*** Begin section ***
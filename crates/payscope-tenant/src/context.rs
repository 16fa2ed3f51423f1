use payscope_core::error::PayScopeError;
use sqlx::{Executor, PgConnection};
use tracing::instrument;
use uuid::Uuid;

use crate::claims::{Role, TokenClaims};

/// Bank identity propagated through every call once a request has been
/// authenticated and tenant-matched. Cheap to clone; every store query and
/// outbound agent call carries one.
#[derive(Debug, Clone)]
pub struct TenantContext {
    pub bank_id: Uuid,
    pub sub: String,
    pub role: Role,
}

impl TenantContext {
    pub fn from_claims(claims: TokenClaims) -> Self {
        Self {
            bank_id: claims.bank_id,
            sub: claims.sub,
            role: claims.role,
        }
    }

    /// Binds `current_bank_id()` on the given facts-store session for the
    /// lifetime of `body`, releasing it on every exit path including early
    /// returns and panics that unwind through `body` (spec.md §4.9).
    ///
    /// Any data access reached without going through this method is a
    /// programming error; callers that skip it should fail closed with
    /// `PayScopeError::TenantNotBound` rather than silently querying
    /// unscoped.
    #[instrument(skip(self, conn, body), fields(bank_id = %self.bank_id))]
    pub async fn with_bound_session<F, Fut, T>(&self, conn: &mut PgConnection, body: F) -> Result<T, PayScopeError>
    where
        F: for<'c> FnOnce(&'c mut PgConnection) -> Fut,
        Fut: std::future::Future<Output = Result<T, PayScopeError>>,
    {
        bind_session(self.bank_id, conn, body).await
    }
}

/// Free-function form of [`TenantContext::with_bound_session`] for callers
/// that only have a `bank_id` (the store layer, which is handed a `Uuid`
/// rather than a full tenant context). Binds `current_bank_id()` on `conn`
/// for the lifetime of `body`, releasing it on every exit path including
/// early returns and panics that unwind through `body` (spec.md §4.9).
///
/// The callback is higher-ranked over the connection's lifetime so that
/// `body`'s reborrow of `conn` ends before this function's own defensive
/// clear below needs to borrow it again.
#[instrument(skip(conn, body), fields(bank_id = %bank_id))]
pub async fn bind_session<F, Fut, T>(bank_id: Uuid, conn: &mut PgConnection, body: F) -> Result<T, PayScopeError>
where
    F: for<'c> FnOnce(&'c mut PgConnection) -> Fut,
    Fut: std::future::Future<Output = Result<T, PayScopeError>>,
{
    conn.execute(sqlx::query("SELECT set_config('payscope.current_bank_id', $1, true)").bind(bank_id.to_string()))
        .await
        .map_err(|e| PayScopeError::DependencyUnavailable {
            dependency: "facts_store".to_string(),
            detail: format!("failed to bind tenant session: {e}"),
        })?;

    let result = body(conn).await;

    // `true` above (is_local) scopes the setting to the current
    // transaction, so it unwinds automatically on commit/rollback; no
    // explicit release call is required, but we clear it defensively
    // in case the caller reuses this connection outside a transaction.
    let _ = conn
        .execute(sqlx::query("SELECT set_config('payscope.current_bank_id', '', true)"))
        .await;

    result
}

#[cfg(test)]
mod tests {
    use super::*;
    use crate::claims::Role;

    #[test]
    fn context_carries_claims_fields() {
        let claims = TokenClaims {
            sub: "analyst-1".to_string(),
            role: Role::Analyst,
            bank_id: Uuid::new_v4(),
            exp: 0,
        };
        let bank_id = claims.bank_id;
        let ctx = TenantContext::from_claims(claims);
        assert_eq!(ctx.bank_id, bank_id);
        assert_eq!(ctx.sub, "analyst-1");
    }
}
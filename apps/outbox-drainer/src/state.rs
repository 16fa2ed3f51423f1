use std::sync::Arc;

use object_store::aws::AmazonS3Builder;
use object_store::ObjectStore;
use payscope_core::config::PayScopeConfig;
use payscope_core::error::PayScopeError;
use payscope_objectstore::ObjectStoreGateway;
use payscope_rag::EmbeddingClient;
use payscope_stores::{GraphStore, TimeSeriesStore, VectorStore};
use sqlx::postgres::PgPoolOptions;
use sqlx::PgPool;

/// Handles shared by the drainer's per-destination claim loops, built once
/// in `main` the same way `apps/pipeline-worker/src/state.rs` does it.
#[derive(Clone)]
pub struct DrainerState {
    pub config: Arc<PayScopeConfig>,
    pub db_pool: PgPool,
    pub objects: Arc<ObjectStoreGateway>,
    pub timeseries: Arc<TimeSeriesStore>,
    pub graph: Arc<GraphStore>,
    pub vector: Arc<VectorStore>,
    pub audit: Arc<payscope_audit::AuditLedgerClient>,
    pub embedding: Arc<EmbeddingClient>,
}

impl DrainerState {
    pub async fn build(config: PayScopeConfig) -> Result<Self, PayScopeError> {
        let db_pool = PgPoolOptions::new()
            .max_connections(config.worker_pool_size.max(1) as u32 * 2)
            .connect(&config.database_dsn)
            .await
            .map_err(|e| PayScopeError::DependencyUnavailable {
                dependency: "facts_store".to_string(),
                detail: format!("failed to connect: {e}"),
            })?;

        let timeseries_pool = PgPoolOptions::new()
            .max_connections(config.worker_pool_size.max(1) as u32)
            .connect(&config.timeseries_dsn)
            .await
            .map_err(|e| PayScopeError::DependencyUnavailable {
                dependency: "timeseries_store".to_string(),
                detail: format!("failed to connect: {e}"),
            })?;

        let http_client = reqwest::Client::new();

        let s3: Arc<dyn ObjectStore> = Arc::new(
            AmazonS3Builder::new()
                .with_endpoint(&config.object_store_endpoint)
                .with_access_key_id(&config.object_store_access_key)
                .with_secret_access_key(&config.object_store_secret_key)
                .with_bucket_name(&config.object_store_bucket)
                .with_allow_http(config.object_store_endpoint.starts_with("http://"))
                .build()
                .map_err(|e| PayScopeError::Configuration {
                    detail: format!("invalid object store configuration: {e}"),
                })?,
        );
        let objects = ObjectStoreGateway::new(s3, true)?;

        let graph = GraphStore::new(http_client.clone(), config.graph_uri.clone(), config.graph_user.clone(), config.graph_password.clone());
        let vector = VectorStore::new(
            http_client.clone(),
            config.vector_endpoint.clone(),
            config.vector_key.clone(),
            config.vector_index.clone(),
            config.vector_namespace.clone(),
        );
        let audit = payscope_audit::AuditLedgerClient::new(http_client.clone(), config.audit_ledger_endpoint.clone());
        let embedding = EmbeddingClient::new(http_client, config.llm_base_url.clone(), config.llm_api_key.clone(), config.llm_model.clone());

        Ok(Self {
            config: Arc::new(config),
            db_pool,
            objects: Arc::new(objects),
            timeseries: Arc::new(TimeSeriesStore::new(timeseries_pool)),
            graph: Arc::new(graph),
            vector: Arc::new(vector),
            audit: Arc::new(audit),
            embedding: Arc::new(embedding),
        })
    }
}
*** End section ***
### Task item
Find each line of the data above that holds the word "including", then copy it.

### Response to this task
    /// lifetime of `body`, releasing it on every exit path including early
/// for the lifetime of `body`, releasing it on every exit path including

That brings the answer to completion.